◆ Requirement
Taking the first line of the listing as the start and the line containing "use crate::ErrorCode;" as the end, reproduce everything in between exactly, both ends included.

----------------------------------------

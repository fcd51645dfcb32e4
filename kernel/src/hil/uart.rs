// Licensed under the Apache License, Version 2.0 or the MIT License.
// SPDX-License-Identifier: Apache-2.0 OR MIT
// Copyright Tock Contributors 2022.

//! Hardware interface layer (HIL) traits for UART communication.
//!
//! Buffer based transfers are left to chip drivers. This interface covers
//! configuration and word granularity transfers, which is what link layer
//! capsules that check every echoed octet on a shared bus need.

use crate::ErrorCode;

#[derive(Copy, Clone, Debug, PartialEq, Eq)]
pub enum StopBits {
    One = 1,
    Two = 2,
}

#[derive(Copy, Clone, Debug, PartialEq, Eq)]
pub enum Parity {
    None = 0,
    Odd = 1,
    Even = 2,
}

#[derive(Copy, Clone, Debug, PartialEq, Eq)]
pub enum Width {
    Six = 6,
    Seven = 7,
    Eight = 8,
}

#[derive(Copy, Clone, Debug, PartialEq, Eq)]
pub struct Parameters {
    pub baud_rate: u32, // baud rate in bit/s
    pub width: Width,
    pub parity: Parity,
    pub stop_bits: StopBits,
    pub hw_flow_control: bool,
}

/// The type of error encountered during UART transaction.
#[derive(Copy, Clone, Debug, PartialEq, Eq)]
pub enum Error {
    /// No error occurred and the command completed successfully
    None,

    /// Parity error during receive
    ParityError,

    /// Framing error during receive
    FramingError,

    /// Overrun error during receive
    OverrunError,

    /// Repeat call of transmit or receive before initial command complete
    RepeatCallError,

    /// UART hardware was reset
    ResetError,

    /// The transceiver saw the bus disagree with the bit being driven
    CollisionError,

    /// Read or write was aborted early
    Aborted,
}

pub trait Uart<'a>: Configure + Transmit<'a> + Receive<'a> {}

impl<'a, T: Configure + Transmit<'a> + Receive<'a>> Uart<'a> for T {}

/// Trait for configuring a UART.
pub trait Configure {
    /// Returns Ok(()), or
    /// - OFF: The underlying hardware is currently not available, perhaps
    ///   because it has not been initialized or in the case of a shared
    ///   hardware USART controller because it is set up for SPI.
    /// - INVAL: Impossible parameters (e.g. a `baud_rate` of 0)
    /// - ENOSUPPORT: The underlying UART cannot satisfy this configuration.
    fn configure(&self, params: Parameters) -> Result<(), ErrorCode>;
}

pub trait Transmit<'a> {
    /// Set the transmit client, which will be called when transmissions
    /// complete.
    fn set_transmit_client(&self, client: &'a dyn TransmitClient);

    /// Transmit a single word of data asynchronously. The word length is
    /// determined by the UART configuration, which on a byte oriented link
    /// is a single octet.
    ///
    /// If the transmission is not started successfully, this function
    /// returns `Err` and no callback will be made. In that case:
    /// - OFF: The underlying hardware is not available, perhaps because it
    ///   has not been initialized or has been put to sleep.
    /// - BUSY: the UART is already transmitting and has not made a
    ///   transmission complete callback yet.
    /// - FAIL: unspecified failure.
    fn transmit_word(&self, word: u32) -> Result<(), ErrorCode>;

    /// Abort an outstanding call to `transmit_word`.
    fn transmit_abort(&self) -> Result<(), ErrorCode>;
}

pub trait Receive<'a> {
    /// Set the receive client, which will be called when reads complete.
    fn set_receive_client(&self, client: &'a dyn ReceiveClient);

    /// Receive a single word of data. The word length is determined by the
    /// UART configuration. Each call yields at most one `received_word`
    /// callback, so a client that keeps listening calls this again from
    /// the callback.
    ///
    /// Other return values are:
    /// - BUSY: the UART is already receiving and has not made a reception
    ///   `complete` callback yet.
    /// - OFF: The underlying hardware is not available, perhaps because it
    ///   has not been initialized or in the case of a shared hardware USART
    ///   controller because it is set up for SPI.
    /// - FAIL: unspecified failure.
    fn receive_word(&self) -> Result<(), ErrorCode>;

    /// Abort any ongoing receive transfers and return what has been
    /// received. If there was an ongoing receive, no `received_word`
    /// callback follows.
    fn receive_abort(&self) -> Result<(), ErrorCode>;
}

/// Trait implemented by a UART transmitter to receive callbacks when
/// operations complete.
pub trait TransmitClient {
    /// A call to `Transmit::transmit_word` completed.
    fn transmitted_word(&self, _rval: Result<(), ErrorCode>) {}
}

pub trait ReceiveClient {
    /// A call to `Receive::receive_word` completed. `error` is
    /// `Error::None` for a clean octet and names the line condition
    /// otherwise. A `CollisionError` still carries the word read from the
    /// bus.
    fn received_word(&self, word: u32, rval: Result<(), ErrorCode>, error: Error);
}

----------------------------------------

◆ Solution to this exercise
repository fcd51645dfcb32e4
filename kernel/src/hil/uart.rs
// Licensed under the Apache License, Version 2.0 or the MIT License.
// SPDX-License-Identifier: Apache-2.0 OR MIT
// Copyright Tock Contributors 2022.

//! Hardware interface layer (HIL) traits for UART communication.
//!
//! Buffer based transfers are left to chip drivers. This interface covers
//! configuration and word granularity transfers, which is what link layer
//! capsules that check every echoed octet on a shared bus need.

use crate::ErrorCode;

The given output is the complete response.